Valerie Solara insists that she is innocent. Charged with murdering one of her two best friends, Amanda Miller, by poisoning Amanda’s food, Valerie’s trial is just beginning. But Martin Bristol, a renowned local criminal defense attorney who is lead counsel on the case, has taken ill. His granddaughter and partner, Maggie, has asked Izzy McNeil, her best friend, to assist.
Izzy is a civil litigator, just getting back to work after a tumultuous year. She was a reporter and commentator for a legal network until she was named as a “person of interest” during the investigation into the murder of one of her colleagues. And just two months before their wedding, her fiancee, Sam Hollings, vanished. Now Izzy has a new boyfriend several years her junior, Theo, and she’s happy to finally be getting back to work in a courtroom. But Izzy is a civil litigator, not a criminal defense attorney, and she does not yet understand the nuances and protocols of criminal defense work.

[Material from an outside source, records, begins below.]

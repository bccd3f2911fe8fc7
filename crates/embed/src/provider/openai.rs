//! OpenAI embeddings API

use crate::error::{EmbeddingError, EmbeddingResult};
use serde::Deserialize;
use serde_json::json;

pub(super) const DEFAULT_MODEL: &str = "text-embedding-3-small";
pub(super) const DEFAULT_BASE_URL: &str = "https://api.openai.com";
pub(super) const MAX_BATCH: usize = 100;

pub(super) fn request_body(model: &str, texts: &[String]) -> serde_json::Value {
    json!({ "model": model, "input": texts })
}

#[derive(Deserialize)]
struct IndexedEmbedding {
    index: usize,
    embedding: Vec<f32>,
}

#[derive(Deserialize)]
struct IndexedResponse {
    data: Vec<IndexedEmbedding>,
}

/// Read `{"data": [{"index", "embedding"}]}`, ordered by `index`
///
/// The API does not promise response order, so items are sorted before
/// being returned.
pub(super) fn parse_indexed(
    provider: &'static str,
    body: serde_json::Value,
) -> EmbeddingResult<Vec<Vec<f32>>> {
    let mut response: IndexedResponse = serde_json::from_value(body)
        .map_err(|e| EmbeddingError::malformed(provider, e.to_string()))?;
    response.data.sort_by_key(|item| item.index);
    for (position, item) in response.data.iter().enumerate() {
        if item.index != position {
            return Err(EmbeddingError::malformed(
                provider,
                format!("missing embedding for index {}", position),
            ));
        }
    }
    Ok(response.data.into_iter().map(|item| item.embedding).collect())
}
//! Search requests and normalized results
//!
//! Every adapter returns results ranked by [`rank_results`]: score
//! descending, ties broken by ascending id. Adapters ask their backend for
//! [`TIE_WINDOW`] extra candidates, and keep widening the fetch with
//! [`widen_fetch`] while a tie group may continue past it, so ties
//! straddling the `n_results` boundary are resolved here, not by
//! backend-internal ordering.

use crate::filter::Filter;
use crate::record::Payload;
use serde::{Deserialize, Serialize};
use std::cmp::Ordering;

/// Extra candidates fetched beyond `n_results` for deterministic tie-breaks
pub const TIE_WINDOW: usize = 16;

/// What to search with
///
/// Exactly one of a vector or a text; text is routed through the store's
/// embedder.
#[derive(Debug, Clone, PartialEq, Serialize, Deserialize)]
#[serde(rename_all = "snake_case")]
pub enum Query {
    /// Query by embedding
    Vector(Vec<f32>),
    /// Query by text
    Text(String),
}

/// Similarity search request
#[derive(Debug, Clone, PartialEq, Serialize, Deserialize)]
pub struct SearchRequest {
    /// Query vector or text
    pub query: Query,
    /// Maximum results to return (must be > 0)
    pub n_results: usize,
    /// Optional conjunctive payload filter
    pub filter: Option<Filter>,
    /// Return stored vectors with each result
    pub with_vectors: bool,
}

impl SearchRequest {
    /// Search by vector
    pub fn vector(query: Vec<f32>, n_results: usize) -> Self {
        SearchRequest {
            query: Query::Vector(query),
            n_results,
            filter: None,
            with_vectors: false,
        }
    }

    /// Search by text
    pub fn text(query: impl Into<String>, n_results: usize) -> Self {
        SearchRequest {
            query: Query::Text(query.into()),
            n_results,
            filter: None,
            with_vectors: false,
        }
    }

    /// Attach a payload filter
    pub fn with_filter(mut self, filter: Filter) -> Self {
        self.filter = Some(filter);
        self
    }

    /// Request stored vectors in the results
    pub fn with_vectors(mut self, with_vectors: bool) -> Self {
        self.with_vectors = with_vectors;
        self
    }

    /// Filter, treating an empty filter as none
    pub fn effective_filter(&self) -> Option<&Filter> {
        self.filter.as_ref().filter(|f| !f.is_empty())
    }
}

/// Search result entry
///
/// Score is always "higher = more similar" regardless of what the backend
/// reports natively.
#[derive(Debug, Clone, PartialEq, Serialize, Deserialize)]
pub struct SearchResult {
    /// Record id
    pub id: String,
    /// Normalized similarity score
    pub score: f32,
    /// Record payload
    pub payload: Payload,
    /// Source text, if stored
    pub text: Option<String>,
    /// Stored vector, if requested
    pub vector: Option<Vec<f32>>,
}

/// Ordering used for all results: score descending, id ascending
pub fn result_order(a: &SearchResult, b: &SearchResult) -> Ordering {
    b.score.total_cmp(&a.score).then_with(|| a.id.cmp(&b.id))
}

/// Sort results and keep the best `n_results`
pub fn rank_results(mut results: Vec<SearchResult>, n_results: usize) -> Vec<SearchResult> {
    results.sort_by(result_order);
    results.truncate(n_results);
    results
}

/// How many candidates to ask a backend for
pub fn fetch_limit(n_results: usize, max: usize) -> usize {
    n_results.saturating_add(TIE_WINDOW).min(max)
}

/// Larger candidate count when a fetch may have cut a tie group
///
/// `fetched` is a ranked fetch of at most `limit` candidates. When the
/// backend filled the window and its last score equals the score at the
/// `n_results` boundary, records tied at that score with smaller ids may
/// be missing. The window then doubles, up to `max`.
pub fn widen_fetch(
    fetched: &[SearchResult],
    n_results: usize,
    limit: usize,
    max: usize,
) -> Option<usize> {
    if fetched.len() < limit || limit >= max || n_results == 0 {
        return None;
    }
    let boundary = fetched.get(n_results - 1)?.score;
    let last = fetched.last()?.score;
    last.total_cmp(&boundary)
        .is_eq()
        .then(|| limit.saturating_mul(2).min(max))
}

One of the tenets Izzy struggles with is the notion that a criminal defense attorney does not need to know — and frequently does not want to know — whether his/her client is guilty. After all, as Maggie explains, it is their job to see that Valerie gets the fair and impartial trial to which she is Constitutionally entitled. A criminal defense attorney must always bear in mind that the prosecution bears the burden of demonstrating the defendant’s guilt beyond a reasonable doubt. So long as an attorney does not put a client on the stand knowing that the client is going to offer perjured testimony, the real question of guilt or innocence is usually moot.